Task to carry out:
Where a line contains the word "不是数组", copy that line from the records below.

=-=-=

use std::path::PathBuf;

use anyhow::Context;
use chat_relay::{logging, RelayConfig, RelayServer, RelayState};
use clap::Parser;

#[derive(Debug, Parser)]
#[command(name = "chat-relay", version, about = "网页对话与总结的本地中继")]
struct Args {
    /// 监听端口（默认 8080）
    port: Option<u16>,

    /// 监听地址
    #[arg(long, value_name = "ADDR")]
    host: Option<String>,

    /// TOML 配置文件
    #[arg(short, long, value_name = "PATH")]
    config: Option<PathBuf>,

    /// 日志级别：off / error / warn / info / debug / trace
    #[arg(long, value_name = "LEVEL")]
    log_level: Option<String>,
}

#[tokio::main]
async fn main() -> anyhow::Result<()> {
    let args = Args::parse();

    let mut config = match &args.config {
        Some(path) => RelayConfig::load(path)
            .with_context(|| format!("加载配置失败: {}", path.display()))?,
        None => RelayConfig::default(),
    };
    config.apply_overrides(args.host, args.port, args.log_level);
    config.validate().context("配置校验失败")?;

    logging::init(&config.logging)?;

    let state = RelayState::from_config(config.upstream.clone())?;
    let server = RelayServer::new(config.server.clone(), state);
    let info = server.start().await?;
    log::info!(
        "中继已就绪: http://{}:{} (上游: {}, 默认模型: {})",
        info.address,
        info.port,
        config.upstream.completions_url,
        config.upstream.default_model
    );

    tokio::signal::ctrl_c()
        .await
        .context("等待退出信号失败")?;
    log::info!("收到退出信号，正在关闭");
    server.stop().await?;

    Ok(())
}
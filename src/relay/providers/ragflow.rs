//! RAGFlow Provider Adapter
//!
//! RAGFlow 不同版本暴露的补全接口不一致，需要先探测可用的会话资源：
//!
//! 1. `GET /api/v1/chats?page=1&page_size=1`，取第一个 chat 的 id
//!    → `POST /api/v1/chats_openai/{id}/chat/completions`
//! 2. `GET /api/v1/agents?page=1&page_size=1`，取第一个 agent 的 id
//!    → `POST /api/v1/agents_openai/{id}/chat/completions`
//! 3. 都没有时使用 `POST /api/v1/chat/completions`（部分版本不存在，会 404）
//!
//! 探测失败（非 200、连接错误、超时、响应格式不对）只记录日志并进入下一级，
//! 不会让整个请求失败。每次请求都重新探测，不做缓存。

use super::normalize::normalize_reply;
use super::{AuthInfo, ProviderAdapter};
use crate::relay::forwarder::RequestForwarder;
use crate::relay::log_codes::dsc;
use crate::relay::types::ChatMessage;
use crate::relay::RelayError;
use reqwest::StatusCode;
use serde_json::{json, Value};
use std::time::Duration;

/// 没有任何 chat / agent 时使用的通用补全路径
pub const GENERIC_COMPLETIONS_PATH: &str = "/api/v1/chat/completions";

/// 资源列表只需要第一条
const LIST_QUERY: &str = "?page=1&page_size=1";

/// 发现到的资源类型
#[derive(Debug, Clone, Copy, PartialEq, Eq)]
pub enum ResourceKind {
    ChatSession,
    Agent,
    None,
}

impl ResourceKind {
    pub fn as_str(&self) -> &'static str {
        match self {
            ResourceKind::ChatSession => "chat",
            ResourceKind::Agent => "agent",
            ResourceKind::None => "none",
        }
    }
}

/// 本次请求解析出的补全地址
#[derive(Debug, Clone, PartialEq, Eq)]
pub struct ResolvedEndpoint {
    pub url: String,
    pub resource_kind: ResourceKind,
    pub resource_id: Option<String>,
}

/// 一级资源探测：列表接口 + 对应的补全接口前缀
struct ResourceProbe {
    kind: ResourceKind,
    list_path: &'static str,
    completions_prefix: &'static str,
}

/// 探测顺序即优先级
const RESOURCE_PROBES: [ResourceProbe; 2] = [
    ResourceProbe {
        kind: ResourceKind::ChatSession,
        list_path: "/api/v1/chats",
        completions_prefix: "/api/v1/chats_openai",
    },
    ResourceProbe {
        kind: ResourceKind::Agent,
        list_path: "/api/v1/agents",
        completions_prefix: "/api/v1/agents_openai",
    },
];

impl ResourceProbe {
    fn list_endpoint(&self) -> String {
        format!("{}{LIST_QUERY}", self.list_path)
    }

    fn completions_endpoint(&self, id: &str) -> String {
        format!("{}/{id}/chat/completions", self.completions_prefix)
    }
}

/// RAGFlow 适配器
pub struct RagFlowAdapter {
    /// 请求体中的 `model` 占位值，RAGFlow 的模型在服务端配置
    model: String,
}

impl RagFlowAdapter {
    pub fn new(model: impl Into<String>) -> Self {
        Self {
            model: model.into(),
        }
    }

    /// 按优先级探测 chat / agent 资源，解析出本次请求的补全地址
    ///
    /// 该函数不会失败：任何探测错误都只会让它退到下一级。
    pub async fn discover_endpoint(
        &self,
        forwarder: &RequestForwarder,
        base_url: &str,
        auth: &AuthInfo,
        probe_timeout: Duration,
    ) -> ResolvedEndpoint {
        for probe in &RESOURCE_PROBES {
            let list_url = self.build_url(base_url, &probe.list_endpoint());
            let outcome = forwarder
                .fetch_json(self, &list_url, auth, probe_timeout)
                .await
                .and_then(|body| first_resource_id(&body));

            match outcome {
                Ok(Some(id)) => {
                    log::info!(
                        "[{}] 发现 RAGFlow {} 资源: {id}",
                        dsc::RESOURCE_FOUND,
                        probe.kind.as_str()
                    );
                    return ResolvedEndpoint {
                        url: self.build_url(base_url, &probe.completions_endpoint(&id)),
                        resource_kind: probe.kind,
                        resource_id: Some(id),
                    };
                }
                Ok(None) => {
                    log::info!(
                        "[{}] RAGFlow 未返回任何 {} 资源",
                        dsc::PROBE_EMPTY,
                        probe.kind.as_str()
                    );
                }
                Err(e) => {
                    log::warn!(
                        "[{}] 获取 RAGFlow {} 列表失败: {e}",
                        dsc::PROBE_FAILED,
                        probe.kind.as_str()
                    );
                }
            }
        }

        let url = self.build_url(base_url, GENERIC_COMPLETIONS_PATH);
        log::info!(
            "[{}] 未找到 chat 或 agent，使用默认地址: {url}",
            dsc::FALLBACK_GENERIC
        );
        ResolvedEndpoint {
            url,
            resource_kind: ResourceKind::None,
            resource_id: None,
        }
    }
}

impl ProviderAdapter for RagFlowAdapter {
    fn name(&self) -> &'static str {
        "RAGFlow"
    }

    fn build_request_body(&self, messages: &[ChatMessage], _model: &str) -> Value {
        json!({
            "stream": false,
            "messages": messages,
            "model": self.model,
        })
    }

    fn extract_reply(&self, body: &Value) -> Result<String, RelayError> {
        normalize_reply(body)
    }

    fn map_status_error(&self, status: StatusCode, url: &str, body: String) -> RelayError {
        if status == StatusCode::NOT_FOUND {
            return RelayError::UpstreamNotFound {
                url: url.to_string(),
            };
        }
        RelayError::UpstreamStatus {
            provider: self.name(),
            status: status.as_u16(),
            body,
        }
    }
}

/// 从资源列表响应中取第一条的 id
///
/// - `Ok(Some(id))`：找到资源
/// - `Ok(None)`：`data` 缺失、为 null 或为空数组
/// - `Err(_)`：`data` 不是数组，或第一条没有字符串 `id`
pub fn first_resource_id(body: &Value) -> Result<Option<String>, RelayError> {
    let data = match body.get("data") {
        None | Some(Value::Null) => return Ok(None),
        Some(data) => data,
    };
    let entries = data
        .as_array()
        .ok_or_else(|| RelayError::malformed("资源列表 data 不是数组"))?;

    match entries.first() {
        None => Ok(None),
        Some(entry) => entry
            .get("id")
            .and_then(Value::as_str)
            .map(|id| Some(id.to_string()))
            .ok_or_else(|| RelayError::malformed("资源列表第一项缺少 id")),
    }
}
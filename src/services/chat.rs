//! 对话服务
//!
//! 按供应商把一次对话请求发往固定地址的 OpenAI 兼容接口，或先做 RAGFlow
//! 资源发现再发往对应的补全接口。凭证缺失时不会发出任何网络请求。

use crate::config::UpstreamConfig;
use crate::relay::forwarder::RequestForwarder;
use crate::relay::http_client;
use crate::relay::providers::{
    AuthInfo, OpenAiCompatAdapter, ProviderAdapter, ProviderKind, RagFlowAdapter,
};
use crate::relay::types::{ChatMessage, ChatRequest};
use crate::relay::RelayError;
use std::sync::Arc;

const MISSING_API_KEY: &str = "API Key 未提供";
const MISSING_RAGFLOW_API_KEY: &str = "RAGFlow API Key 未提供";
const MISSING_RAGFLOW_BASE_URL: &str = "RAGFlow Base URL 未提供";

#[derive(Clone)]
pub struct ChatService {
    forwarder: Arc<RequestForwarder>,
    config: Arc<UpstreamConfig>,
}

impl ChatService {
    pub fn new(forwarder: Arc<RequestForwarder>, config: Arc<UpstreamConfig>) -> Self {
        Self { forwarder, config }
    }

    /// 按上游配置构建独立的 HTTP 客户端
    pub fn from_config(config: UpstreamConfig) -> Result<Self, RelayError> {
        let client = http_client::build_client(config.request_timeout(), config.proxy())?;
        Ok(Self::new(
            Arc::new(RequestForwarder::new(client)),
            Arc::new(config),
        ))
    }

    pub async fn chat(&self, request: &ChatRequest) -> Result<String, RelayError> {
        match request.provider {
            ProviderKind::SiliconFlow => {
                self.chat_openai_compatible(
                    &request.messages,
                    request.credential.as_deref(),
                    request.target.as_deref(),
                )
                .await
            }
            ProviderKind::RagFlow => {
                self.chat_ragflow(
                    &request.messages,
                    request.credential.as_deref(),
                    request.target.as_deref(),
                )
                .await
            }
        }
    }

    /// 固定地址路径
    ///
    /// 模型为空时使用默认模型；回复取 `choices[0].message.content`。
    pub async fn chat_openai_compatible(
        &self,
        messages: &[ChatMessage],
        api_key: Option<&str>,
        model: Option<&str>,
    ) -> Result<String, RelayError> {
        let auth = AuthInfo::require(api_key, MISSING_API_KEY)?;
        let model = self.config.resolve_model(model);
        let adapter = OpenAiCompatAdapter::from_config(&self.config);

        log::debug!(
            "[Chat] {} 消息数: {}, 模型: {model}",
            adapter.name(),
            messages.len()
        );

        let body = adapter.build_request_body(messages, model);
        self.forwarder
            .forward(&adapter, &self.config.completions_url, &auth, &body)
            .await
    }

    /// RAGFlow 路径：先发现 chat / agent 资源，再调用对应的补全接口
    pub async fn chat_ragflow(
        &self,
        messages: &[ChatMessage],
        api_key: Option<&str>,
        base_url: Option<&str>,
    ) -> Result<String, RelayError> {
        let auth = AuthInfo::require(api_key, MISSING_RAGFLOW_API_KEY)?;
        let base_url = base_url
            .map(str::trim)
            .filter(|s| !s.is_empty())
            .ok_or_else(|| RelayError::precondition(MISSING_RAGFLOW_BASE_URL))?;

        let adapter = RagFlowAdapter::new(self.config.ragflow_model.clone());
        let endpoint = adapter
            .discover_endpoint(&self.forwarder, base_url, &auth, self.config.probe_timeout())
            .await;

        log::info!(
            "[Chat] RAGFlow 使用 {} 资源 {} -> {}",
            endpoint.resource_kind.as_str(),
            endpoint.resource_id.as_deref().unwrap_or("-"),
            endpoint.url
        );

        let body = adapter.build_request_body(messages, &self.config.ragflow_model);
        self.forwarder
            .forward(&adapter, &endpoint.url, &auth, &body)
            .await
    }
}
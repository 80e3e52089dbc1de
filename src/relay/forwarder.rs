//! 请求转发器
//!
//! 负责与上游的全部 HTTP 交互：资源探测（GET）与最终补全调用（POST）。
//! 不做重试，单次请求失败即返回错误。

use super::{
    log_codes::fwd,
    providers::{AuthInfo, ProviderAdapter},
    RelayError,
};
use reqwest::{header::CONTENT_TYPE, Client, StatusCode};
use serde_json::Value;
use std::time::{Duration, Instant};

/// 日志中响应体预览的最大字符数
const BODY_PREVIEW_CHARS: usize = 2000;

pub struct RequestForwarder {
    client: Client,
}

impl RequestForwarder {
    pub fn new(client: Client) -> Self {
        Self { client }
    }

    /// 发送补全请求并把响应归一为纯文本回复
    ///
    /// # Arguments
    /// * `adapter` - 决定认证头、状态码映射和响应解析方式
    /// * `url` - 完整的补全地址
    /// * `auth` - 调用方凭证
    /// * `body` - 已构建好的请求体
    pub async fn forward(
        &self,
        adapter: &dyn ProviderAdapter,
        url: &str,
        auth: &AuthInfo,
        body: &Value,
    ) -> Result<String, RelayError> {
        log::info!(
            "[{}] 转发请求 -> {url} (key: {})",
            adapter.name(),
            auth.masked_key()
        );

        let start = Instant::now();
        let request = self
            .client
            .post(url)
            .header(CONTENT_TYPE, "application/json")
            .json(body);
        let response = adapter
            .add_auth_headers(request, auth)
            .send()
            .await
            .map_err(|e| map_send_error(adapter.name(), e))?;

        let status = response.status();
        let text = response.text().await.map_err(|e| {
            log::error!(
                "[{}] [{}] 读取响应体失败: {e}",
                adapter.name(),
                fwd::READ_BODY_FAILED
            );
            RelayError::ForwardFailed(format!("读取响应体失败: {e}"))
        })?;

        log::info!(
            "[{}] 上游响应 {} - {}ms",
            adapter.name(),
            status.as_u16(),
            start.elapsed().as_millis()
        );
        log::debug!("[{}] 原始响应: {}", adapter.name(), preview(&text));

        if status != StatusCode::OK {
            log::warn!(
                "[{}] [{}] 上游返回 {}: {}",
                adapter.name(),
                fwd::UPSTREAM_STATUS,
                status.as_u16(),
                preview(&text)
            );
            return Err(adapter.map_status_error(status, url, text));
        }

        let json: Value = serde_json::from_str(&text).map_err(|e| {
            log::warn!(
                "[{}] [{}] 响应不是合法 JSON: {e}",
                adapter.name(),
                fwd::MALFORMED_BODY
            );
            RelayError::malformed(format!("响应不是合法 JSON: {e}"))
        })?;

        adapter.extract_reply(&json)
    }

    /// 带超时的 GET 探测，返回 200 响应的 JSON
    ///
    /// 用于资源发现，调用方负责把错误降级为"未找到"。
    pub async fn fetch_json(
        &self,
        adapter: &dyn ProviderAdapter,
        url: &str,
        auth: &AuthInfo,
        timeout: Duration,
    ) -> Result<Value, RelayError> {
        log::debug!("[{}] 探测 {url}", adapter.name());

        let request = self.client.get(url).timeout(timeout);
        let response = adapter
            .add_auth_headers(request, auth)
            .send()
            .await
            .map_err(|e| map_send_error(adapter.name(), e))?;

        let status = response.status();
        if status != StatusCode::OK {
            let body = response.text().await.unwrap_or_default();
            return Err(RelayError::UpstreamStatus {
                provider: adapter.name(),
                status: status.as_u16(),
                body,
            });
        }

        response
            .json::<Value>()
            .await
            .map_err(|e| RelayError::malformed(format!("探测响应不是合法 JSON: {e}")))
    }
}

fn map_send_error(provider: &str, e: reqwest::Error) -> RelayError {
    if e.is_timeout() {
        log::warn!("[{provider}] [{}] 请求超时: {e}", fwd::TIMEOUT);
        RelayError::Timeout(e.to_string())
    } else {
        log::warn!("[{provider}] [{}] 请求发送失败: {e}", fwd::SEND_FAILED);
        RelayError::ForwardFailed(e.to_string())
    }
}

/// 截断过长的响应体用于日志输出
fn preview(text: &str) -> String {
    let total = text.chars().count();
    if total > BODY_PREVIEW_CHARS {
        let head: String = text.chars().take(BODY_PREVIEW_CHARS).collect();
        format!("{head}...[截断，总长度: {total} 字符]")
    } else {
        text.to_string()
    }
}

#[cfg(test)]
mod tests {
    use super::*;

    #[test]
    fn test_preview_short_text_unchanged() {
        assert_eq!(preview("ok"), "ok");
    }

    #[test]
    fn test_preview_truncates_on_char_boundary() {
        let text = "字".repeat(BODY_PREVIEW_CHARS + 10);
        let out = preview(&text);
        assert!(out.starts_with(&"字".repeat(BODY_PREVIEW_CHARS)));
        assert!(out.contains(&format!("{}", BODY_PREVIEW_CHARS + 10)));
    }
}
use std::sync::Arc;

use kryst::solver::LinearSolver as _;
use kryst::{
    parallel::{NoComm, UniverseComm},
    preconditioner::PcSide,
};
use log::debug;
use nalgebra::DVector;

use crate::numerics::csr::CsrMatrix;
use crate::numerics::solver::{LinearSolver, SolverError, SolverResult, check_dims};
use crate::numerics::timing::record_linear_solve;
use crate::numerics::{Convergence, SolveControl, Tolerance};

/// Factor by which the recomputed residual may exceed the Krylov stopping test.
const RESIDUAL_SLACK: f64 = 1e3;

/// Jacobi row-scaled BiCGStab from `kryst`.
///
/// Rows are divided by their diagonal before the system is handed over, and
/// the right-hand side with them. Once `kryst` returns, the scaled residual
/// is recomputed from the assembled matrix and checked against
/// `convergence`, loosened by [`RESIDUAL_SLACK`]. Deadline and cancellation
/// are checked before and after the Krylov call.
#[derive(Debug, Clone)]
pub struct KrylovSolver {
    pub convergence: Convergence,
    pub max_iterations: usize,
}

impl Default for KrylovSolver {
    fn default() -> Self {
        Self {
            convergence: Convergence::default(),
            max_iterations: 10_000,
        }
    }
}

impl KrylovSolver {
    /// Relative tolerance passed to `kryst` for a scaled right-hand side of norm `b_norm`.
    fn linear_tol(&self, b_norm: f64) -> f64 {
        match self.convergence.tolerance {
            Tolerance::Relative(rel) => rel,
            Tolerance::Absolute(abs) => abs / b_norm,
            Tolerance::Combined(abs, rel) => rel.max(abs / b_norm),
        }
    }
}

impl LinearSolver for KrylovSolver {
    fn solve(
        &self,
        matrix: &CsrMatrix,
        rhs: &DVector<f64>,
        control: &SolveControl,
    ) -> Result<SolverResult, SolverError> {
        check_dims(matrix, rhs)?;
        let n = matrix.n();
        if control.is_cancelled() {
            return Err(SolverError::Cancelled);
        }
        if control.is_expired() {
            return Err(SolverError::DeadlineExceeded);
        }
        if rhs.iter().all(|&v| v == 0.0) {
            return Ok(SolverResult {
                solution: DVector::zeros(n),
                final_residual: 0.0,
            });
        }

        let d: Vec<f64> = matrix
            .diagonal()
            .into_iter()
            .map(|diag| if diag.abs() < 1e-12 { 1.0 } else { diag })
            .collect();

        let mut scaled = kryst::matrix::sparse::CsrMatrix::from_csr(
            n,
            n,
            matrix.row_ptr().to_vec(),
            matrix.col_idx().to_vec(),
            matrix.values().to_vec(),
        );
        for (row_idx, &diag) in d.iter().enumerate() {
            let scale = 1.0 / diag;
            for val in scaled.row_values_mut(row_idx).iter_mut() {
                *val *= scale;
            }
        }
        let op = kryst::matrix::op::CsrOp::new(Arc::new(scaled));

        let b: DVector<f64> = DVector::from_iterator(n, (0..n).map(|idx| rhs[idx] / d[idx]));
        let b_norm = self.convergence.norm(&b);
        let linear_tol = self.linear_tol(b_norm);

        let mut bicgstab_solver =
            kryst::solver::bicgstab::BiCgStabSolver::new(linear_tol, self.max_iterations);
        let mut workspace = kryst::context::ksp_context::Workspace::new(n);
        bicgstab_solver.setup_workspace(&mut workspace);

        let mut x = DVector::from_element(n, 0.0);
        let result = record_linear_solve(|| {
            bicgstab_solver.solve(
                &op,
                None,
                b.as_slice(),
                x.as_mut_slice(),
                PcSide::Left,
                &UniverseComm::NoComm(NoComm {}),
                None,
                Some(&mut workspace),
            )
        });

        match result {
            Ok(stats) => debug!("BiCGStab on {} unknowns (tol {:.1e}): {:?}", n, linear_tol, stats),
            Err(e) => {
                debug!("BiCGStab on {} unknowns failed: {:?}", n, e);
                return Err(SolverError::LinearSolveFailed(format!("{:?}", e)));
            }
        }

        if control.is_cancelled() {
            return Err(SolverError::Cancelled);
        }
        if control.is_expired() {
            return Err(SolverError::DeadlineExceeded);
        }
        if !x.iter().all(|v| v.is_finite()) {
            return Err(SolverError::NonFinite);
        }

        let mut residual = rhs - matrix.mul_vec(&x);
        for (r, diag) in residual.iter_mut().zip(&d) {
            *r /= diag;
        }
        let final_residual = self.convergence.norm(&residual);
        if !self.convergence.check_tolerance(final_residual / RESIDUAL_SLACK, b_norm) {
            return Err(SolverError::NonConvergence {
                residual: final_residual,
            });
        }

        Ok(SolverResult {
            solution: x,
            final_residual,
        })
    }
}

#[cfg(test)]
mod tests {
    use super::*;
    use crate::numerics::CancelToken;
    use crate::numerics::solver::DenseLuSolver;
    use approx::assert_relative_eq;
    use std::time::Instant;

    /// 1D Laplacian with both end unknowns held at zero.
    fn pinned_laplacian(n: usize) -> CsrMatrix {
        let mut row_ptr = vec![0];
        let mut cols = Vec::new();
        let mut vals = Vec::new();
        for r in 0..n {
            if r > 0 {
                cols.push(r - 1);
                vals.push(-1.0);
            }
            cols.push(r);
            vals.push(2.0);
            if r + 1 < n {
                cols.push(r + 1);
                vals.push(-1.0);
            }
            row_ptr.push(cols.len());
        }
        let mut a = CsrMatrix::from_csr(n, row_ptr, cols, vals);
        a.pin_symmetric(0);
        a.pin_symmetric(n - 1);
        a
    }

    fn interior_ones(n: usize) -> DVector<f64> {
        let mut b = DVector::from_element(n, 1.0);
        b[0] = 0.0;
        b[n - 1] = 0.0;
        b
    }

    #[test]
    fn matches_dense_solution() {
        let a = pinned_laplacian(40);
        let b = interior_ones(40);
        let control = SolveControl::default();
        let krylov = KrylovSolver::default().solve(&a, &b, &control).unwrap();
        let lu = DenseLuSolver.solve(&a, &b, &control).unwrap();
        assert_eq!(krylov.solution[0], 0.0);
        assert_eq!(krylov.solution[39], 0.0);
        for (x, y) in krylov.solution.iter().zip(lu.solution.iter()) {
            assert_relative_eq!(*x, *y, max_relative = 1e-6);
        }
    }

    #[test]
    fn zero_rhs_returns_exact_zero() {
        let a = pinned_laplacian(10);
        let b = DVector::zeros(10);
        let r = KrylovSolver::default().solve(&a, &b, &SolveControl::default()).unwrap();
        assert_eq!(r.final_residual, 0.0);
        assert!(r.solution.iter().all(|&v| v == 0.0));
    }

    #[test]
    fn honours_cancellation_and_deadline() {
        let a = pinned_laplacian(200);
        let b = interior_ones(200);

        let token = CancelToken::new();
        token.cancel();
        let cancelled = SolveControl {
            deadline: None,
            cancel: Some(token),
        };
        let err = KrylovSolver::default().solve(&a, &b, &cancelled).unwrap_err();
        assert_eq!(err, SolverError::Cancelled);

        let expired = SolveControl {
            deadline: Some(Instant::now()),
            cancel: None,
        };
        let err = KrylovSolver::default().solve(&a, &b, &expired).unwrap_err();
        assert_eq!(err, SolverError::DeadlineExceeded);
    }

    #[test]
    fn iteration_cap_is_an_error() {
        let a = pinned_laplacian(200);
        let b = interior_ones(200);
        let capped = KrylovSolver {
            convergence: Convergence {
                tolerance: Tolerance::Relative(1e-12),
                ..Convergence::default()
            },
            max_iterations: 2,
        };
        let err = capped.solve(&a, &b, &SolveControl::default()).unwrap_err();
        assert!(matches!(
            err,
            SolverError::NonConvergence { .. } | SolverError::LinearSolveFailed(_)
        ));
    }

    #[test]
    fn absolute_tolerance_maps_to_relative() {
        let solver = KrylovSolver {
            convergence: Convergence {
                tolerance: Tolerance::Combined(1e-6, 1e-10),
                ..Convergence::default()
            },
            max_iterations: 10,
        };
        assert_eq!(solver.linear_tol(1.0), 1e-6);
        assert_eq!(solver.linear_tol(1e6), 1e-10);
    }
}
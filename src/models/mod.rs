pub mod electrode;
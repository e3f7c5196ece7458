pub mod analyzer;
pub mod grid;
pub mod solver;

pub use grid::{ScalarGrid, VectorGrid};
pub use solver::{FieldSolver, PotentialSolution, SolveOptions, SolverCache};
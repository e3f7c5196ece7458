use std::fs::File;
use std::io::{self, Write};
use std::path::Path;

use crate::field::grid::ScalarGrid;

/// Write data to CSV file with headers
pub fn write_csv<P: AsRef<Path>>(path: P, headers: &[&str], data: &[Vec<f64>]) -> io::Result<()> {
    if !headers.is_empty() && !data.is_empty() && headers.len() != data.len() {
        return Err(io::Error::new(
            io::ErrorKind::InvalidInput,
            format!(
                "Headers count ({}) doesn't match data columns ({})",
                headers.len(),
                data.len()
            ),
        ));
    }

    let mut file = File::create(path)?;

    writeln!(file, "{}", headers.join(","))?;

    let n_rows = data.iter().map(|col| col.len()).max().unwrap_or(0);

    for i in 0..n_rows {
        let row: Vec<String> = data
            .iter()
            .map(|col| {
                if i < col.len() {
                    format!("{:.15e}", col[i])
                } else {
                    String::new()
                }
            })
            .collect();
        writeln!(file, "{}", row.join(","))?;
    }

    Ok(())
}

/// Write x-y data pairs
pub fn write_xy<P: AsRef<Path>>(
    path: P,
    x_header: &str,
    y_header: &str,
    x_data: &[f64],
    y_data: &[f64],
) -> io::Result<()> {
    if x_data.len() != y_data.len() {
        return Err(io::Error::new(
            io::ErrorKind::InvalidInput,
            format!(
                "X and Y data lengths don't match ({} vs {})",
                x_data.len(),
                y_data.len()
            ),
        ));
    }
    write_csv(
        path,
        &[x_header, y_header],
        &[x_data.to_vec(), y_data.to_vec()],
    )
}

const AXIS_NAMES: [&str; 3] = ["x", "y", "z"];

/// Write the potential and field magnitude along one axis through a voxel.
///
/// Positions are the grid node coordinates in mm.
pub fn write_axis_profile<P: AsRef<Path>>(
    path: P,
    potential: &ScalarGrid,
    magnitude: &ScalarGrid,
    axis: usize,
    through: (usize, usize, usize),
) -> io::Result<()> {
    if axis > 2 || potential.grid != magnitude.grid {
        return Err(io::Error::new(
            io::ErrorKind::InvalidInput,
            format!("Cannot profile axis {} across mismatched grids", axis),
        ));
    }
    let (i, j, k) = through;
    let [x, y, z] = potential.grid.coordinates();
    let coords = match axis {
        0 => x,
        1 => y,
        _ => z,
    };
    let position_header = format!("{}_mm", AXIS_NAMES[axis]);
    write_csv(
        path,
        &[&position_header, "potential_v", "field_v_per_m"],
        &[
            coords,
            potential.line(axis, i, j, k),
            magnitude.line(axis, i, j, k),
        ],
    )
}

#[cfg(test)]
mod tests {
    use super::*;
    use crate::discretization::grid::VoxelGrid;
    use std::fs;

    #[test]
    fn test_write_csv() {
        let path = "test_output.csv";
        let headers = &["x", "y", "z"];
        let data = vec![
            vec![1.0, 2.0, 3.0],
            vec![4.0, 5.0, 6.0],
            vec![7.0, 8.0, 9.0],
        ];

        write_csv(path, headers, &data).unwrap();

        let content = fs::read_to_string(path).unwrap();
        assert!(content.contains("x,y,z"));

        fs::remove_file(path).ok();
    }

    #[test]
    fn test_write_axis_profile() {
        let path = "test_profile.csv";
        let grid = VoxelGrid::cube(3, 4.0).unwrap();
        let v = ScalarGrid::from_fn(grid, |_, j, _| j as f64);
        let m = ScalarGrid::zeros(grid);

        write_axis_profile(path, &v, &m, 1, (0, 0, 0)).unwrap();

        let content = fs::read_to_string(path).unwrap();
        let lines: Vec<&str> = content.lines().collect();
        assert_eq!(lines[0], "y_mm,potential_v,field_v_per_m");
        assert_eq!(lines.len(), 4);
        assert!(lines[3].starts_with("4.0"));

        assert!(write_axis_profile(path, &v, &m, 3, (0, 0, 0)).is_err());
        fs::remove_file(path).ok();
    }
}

=-=-=

Finished task:
/// - `Err(_)`：`data` 不是数组，或第一条没有字符串 `id`
        .ok_or_else(|| RelayError::malformed("资源列表 data 不是数组"))?;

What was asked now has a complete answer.